Concrete-steel composite columns have been utilized prevalently as load-bearing members in structures. The present study investigates the uniaxial behavior of concrete-filled steel tube (CFST) columns, which were proposed to provide high-strength steel bolts as external confinement to enhance the structural behavior of CFST columns. A total of 18 CFST columns were designed, out of which 12 columns were confined with steel bolts and 6 columns were unconfined; all columns were tested under axial compression. A mixture of self-compacting concrete (SCC) was utilized to fill all the test specimens. This study proposed an innovative approach to increase the restriction on lateral expansion of steel wall during elastic loading stage, which is expected to enhance structural behavior of CFST column. Test parameters included the effect of steel bolt spacing, three different (L/D) ratios, and two diffrent (D/t) ratios.
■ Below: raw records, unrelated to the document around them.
use crate::auth;
use crate::error::{AppError, AppResult};
use crate::models::{PersonalInfoUpdate, User, UserCreate, UserLogin};
use crate::repositories::UserRepositoryTrait;
use std::sync::Arc;
use tracing::info;
use uuid::Uuid;

/// Service for registration, login and profile updates
pub struct UserService {
    user_repo: Arc<dyn UserRepositoryTrait>,
}

impl UserService {
    pub fn new(user_repo: Arc<dyn UserRepositoryTrait>) -> Self {
        Self { user_repo }
    }

    /// Register a new user. Usernames are unique.
    pub async fn register(&self, req: UserCreate) -> AppResult<User> {
        req.validate().map_err(AppError::Validation)?;

        if self.user_repo.find_by_username(&req.username).await?.is_some() {
            return Err(AppError::Conflict("Username already exists".to_string()));
        }

        // A concurrent registration can still win the race; the unique
        // index turns that into Duplicate, which maps to Conflict as well.
        let user = self.user_repo.create(&User::new(req)).await?;
        info!("Registered user {} ({})", user.username, user.user_id);
        Ok(user)
    }

    pub async fn login(&self, req: UserLogin) -> AppResult<User> {
        let user = self.user_repo.find_by_username(&req.username).await?;
        let user = auth::verify_credentials(user, &req.pin_hash)?;
        info!("User {} logged in", user.user_id);
        Ok(user)
    }

    pub async fn get_user(&self, user_id: Uuid) -> AppResult<User> {
        self.user_repo
            .find_by_id(user_id)
            .await?
            .ok_or_else(|| AppError::NotFound("User not found".to_string()))
    }

    pub async fn get_user_by_username(&self, username: &str) -> AppResult<User> {
        self.user_repo
            .find_by_username(username)
            .await?
            .ok_or_else(|| AppError::NotFound("User not found".to_string()))
    }

    /// Patch personal info; fields absent from the patch are kept
    pub async fn update_personal_info(
        &self,
        user_id: Uuid,
        update: PersonalInfoUpdate,
    ) -> AppResult<User> {
        let mut user = self.get_user(user_id).await?;
        if update.is_empty() {
            return Ok(user);
        }

        update.apply_to(&mut user);
        let user = self.user_repo.update(&user).await?;
        info!("Updated personal info for user {}", user_id);
        Ok(user)
    }
}
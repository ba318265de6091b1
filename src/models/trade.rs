use chrono::NaiveDateTime;
use rust_decimal::Decimal;
use serde::{Deserialize, Serialize};
use sha2::{Digest, Sha256};
use uuid::Uuid;

/// Trade status. Trades are written once as `completed`; the other
/// states exist for clients that track pending offline trades.
#[derive(Debug, Clone, Copy, PartialEq, Eq, Serialize, Deserialize)]
#[serde(rename_all = "lowercase")]
pub enum TradeStatus {
    Pending,
    Completed,
    Failed,
}

impl TradeStatus {
    /// Convert from database string
    pub fn from_str(s: &str) -> Result<Self, String> {
        match s.to_lowercase().as_str() {
            "pending" => Ok(TradeStatus::Pending),
            "completed" => Ok(TradeStatus::Completed),
            "failed" => Ok(TradeStatus::Failed),
            _ => Err(format!("Invalid trade status: {}", s)),
        }
    }

    /// Convert to database string
    pub fn as_str(&self) -> &'static str {
        match self {
            TradeStatus::Pending => "pending",
            TradeStatus::Completed => "completed",
            TradeStatus::Failed => "failed",
        }
    }
}

/// One item's share moving from `previous_owner` to `new_owner`
#[derive(Debug, Clone, PartialEq, Serialize, Deserialize)]
pub struct TradeItem {
    pub item_id: Uuid,
    /// Fraction of the item transferred, in (0, 1]
    pub share_percentage: Decimal,
    pub value: Decimal,
    pub previous_owner: Uuid,
    pub new_owner: Uuid,
}

impl TradeItem {
    /// Share written back to the item on single-trade settlement.
    ///
    /// Partial transfers store `1 - transferred`; a full transfer stores 0
    /// even though the item is reassigned to `new_owner`.
    pub fn remaining_share(&self) -> Decimal {
        if self.share_percentage < Decimal::ONE {
            Decimal::ONE - self.share_percentage
        } else {
            Decimal::ZERO
        }
    }

    /// Transferred share must lie in (0, 1].
    ///
    /// Stricter than [`remaining_share`](Self::remaining_share) alone: a zero
    /// share would store 1.0 and a share above 1 would store 0.0, so both are
    /// rejected instead of being written.
    pub fn validate(&self) -> Result<(), String> {
        if self.share_percentage <= Decimal::ZERO || self.share_percentage > Decimal::ONE {
            return Err(format!(
                "item {}: transferred share must be in (0, 1], got {}",
                self.item_id, self.share_percentage
            ));
        }
        if self.value < Decimal::ZERO {
            return Err(format!("item {}: value must not be negative", self.item_id));
        }
        Ok(())
    }
}

/// Immutable record of one ownership transfer
#[derive(Debug, Clone, PartialEq, Serialize, Deserialize)]
pub struct Trade {
    pub trade_id: Uuid,
    pub timestamp: NaiveDateTime,
    pub payer_id: Uuid,
    pub payee_id: Uuid,
    pub items: Vec<TradeItem>,
    pub total_value: Decimal,
    pub status: TradeStatus,
    pub payer_signature: String,
    pub payee_signature: String,
}

/// Trade submission, either live or replayed from an offline queue
#[derive(Debug, Clone, Serialize, Deserialize)]
pub struct TradeCreate {
    pub payer_id: Uuid,
    pub payee_id: Uuid,
    pub items: Vec<TradeItem>,
    pub total_value: Decimal,
    pub payer_signature: String,
    pub payee_signature: String,
}

impl TradeCreate {
    /// Rejects empty item lists, missing signatures and out-of-range shares.
    ///
    /// Submissions are checked one at a time; there is no guard against the
    /// cumulative share of an item exceeding 1 across trades.
    pub fn validate(&self) -> Result<(), String> {
        if self.items.is_empty() {
            return Err("trade must contain at least one item".to_string());
        }
        if self.payer_signature.trim().is_empty() || self.payee_signature.trim().is_empty() {
            return Err("trade must carry both payer and payee signatures".to_string());
        }
        if self.total_value < Decimal::ZERO {
            return Err("total_value must not be negative".to_string());
        }
        self.items.iter().try_for_each(TradeItem::validate)
    }
}

impl Trade {
    /// Build the persisted record for a submission, stamped `completed`
    pub fn new(req: TradeCreate) -> Self {
        Self {
            trade_id: Uuid::new_v4(),
            timestamp: chrono::Utc::now().naive_utc(),
            payer_id: req.payer_id,
            payee_id: req.payee_id,
            items: req.items,
            total_value: req.total_value,
            status: TradeStatus::Completed,
            payer_signature: req.payer_signature,
            payee_signature: req.payee_signature,
        }
    }

    pub fn involves(&self, user_id: Uuid) -> bool {
        self.payer_id == user_id || self.payee_id == user_id
    }

    /// SHA-256 over the trade's identifying content, hex encoded
    pub fn fingerprint(&self) -> String {
        let mut hasher = Sha256::new();
        hasher.update(
            format!(
                "{}:{}:{}:{}:{}",
                self.trade_id,
                self.timestamp.and_utc().timestamp_millis(),
                self.payer_id,
                self.payee_id,
                self.total_value.normalize()
            )
            .as_bytes(),
        );
        for item in &self.items {
            hasher.update(
                format!(
                    "|{}:{}:{}:{}:{}",
                    item.item_id,
                    item.share_percentage.normalize(),
                    item.value.normalize(),
                    item.previous_owner,
                    item.new_owner
                )
                .as_bytes(),
            );
        }
        hasher.update(self.payer_signature.as_bytes());
        hasher.update(self.payee_signature.as_bytes());
        hex::encode(hasher.finalize())
    }
}

/// Outcome of an offline batch sync. Failures never abort the batch.
#[derive(Debug, Clone, Default, Serialize, Deserialize)]
pub struct SyncSummary {
    #[serde(rename = "synced")]
    pub synced_count: usize,
    #[serde(rename = "failed")]
    pub failed_count: usize,
    pub synced_ids: Vec<Uuid>,
    pub failures: Vec<SyncFailure>,
}

/// Position of a rejected submission in the batch and why it failed
#[derive(Debug, Clone, PartialEq, Serialize, Deserialize)]
pub struct SyncFailure {
    pub index: usize,
    pub error: String,
}

impl SyncSummary {
    pub fn record_success(&mut self, trade_id: Uuid) {
        self.synced_count += 1;
        self.synced_ids.push(trade_id);
    }

    pub fn record_failure(&mut self, index: usize, error: String) {
        self.failed_count += 1;
        self.failures.push(SyncFailure { index, error });
    }

    pub fn is_partial(&self) -> bool {
        self.failed_count > 0 && self.synced_count > 0
    }
}

#[cfg(test)]
mod tests {
    use super::*;

    fn trade_item(share: Decimal) -> TradeItem {
        TradeItem {
            item_id: Uuid::new_v4(),
            share_percentage: share,
            value: Decimal::new(50, 0),
            previous_owner: Uuid::new_v4(),
            new_owner: Uuid::new_v4(),
        }
    }

    fn request(items: Vec<TradeItem>) -> TradeCreate {
        TradeCreate {
            payer_id: Uuid::new_v4(),
            payee_id: Uuid::new_v4(),
            items,
            total_value: Decimal::new(50, 0),
            payer_signature: "sig-a".into(),
            payee_signature: "sig-b".into(),
        }
    }

    #[test]
    fn test_remaining_share_partial_and_full() {
        assert_eq!(trade_item(Decimal::new(5, 1)).remaining_share(), Decimal::new(5, 1));
        assert_eq!(trade_item(Decimal::new(25, 2)).remaining_share(), Decimal::new(75, 2));
        assert_eq!(trade_item(Decimal::ONE).remaining_share(), Decimal::ZERO);
    }

    #[test]
    fn test_validation() {
        assert!(request(vec![trade_item(Decimal::new(5, 1))]).validate().is_ok());
        assert!(request(vec![]).validate().is_err());
        assert!(request(vec![trade_item(Decimal::ZERO)]).validate().is_err());
        assert!(request(vec![trade_item(Decimal::new(11, 1))]).validate().is_err());

        let mut unsigned = request(vec![trade_item(Decimal::ONE)]);
        unsigned.payee_signature = " ".into();
        assert!(unsigned.validate().is_err());
    }

    #[test]
    fn test_new_trade_is_completed() {
        let req = request(vec![trade_item(Decimal::ONE)]);
        let payer = req.payer_id;
        let trade = Trade::new(req);
        assert_eq!(trade.status, TradeStatus::Completed);
        assert!(trade.involves(payer));
        assert!(!trade.involves(Uuid::new_v4()));
    }

    #[test]
    fn test_fingerprint_is_stable_and_content_sensitive() {
        let trade = Trade::new(request(vec![trade_item(Decimal::new(5, 1))]));
        assert_eq!(trade.fingerprint(), trade.clone().fingerprint());
        assert_eq!(trade.fingerprint().len(), 64);

        let mut altered = trade.clone();
        altered.items[0].share_percentage = Decimal::new(4, 1);
        assert_ne!(trade.fingerprint(), altered.fingerprint());
    }

    #[test]
    fn test_status_round_trip_strings() {
        assert_eq!(TradeStatus::from_str("COMPLETED").unwrap(), TradeStatus::Completed);
        assert_eq!(TradeStatus::Pending.as_str(), "pending");
        assert!(TradeStatus::from_str("settled").is_err());
    }

    #[test]
    fn test_summary_wire_names() {
        let mut summary = SyncSummary::default();
        summary.record_success(Uuid::nil());
        summary.record_failure(1, "bad".into());
        assert!(summary.is_partial());

        let json = serde_json::to_value(&summary).unwrap();
        assert_eq!(json["synced"], 1);
        assert_eq!(json["failed"], 1);
        assert_eq!(json["failures"][0]["index"], 1);
    }
}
The test findings demonstrated that the compression strength, axial stiffness, toughness, and ductility behavior of CFST columns increase as the spacing of steel bolts decreases and the improvement becomes more pronounced as the (L/D) and (D/t) ratios decrease. In addition, the compression capacity of the improved CFT short, medium, and long columns were enhanced by 25.3, 9, and 3.5%, respectively. A design model was developed to estimate the ultimate compression behavior of the improved CFST columns using steel bolts, and a close correlation was obtained between experimental findings and the proposed model.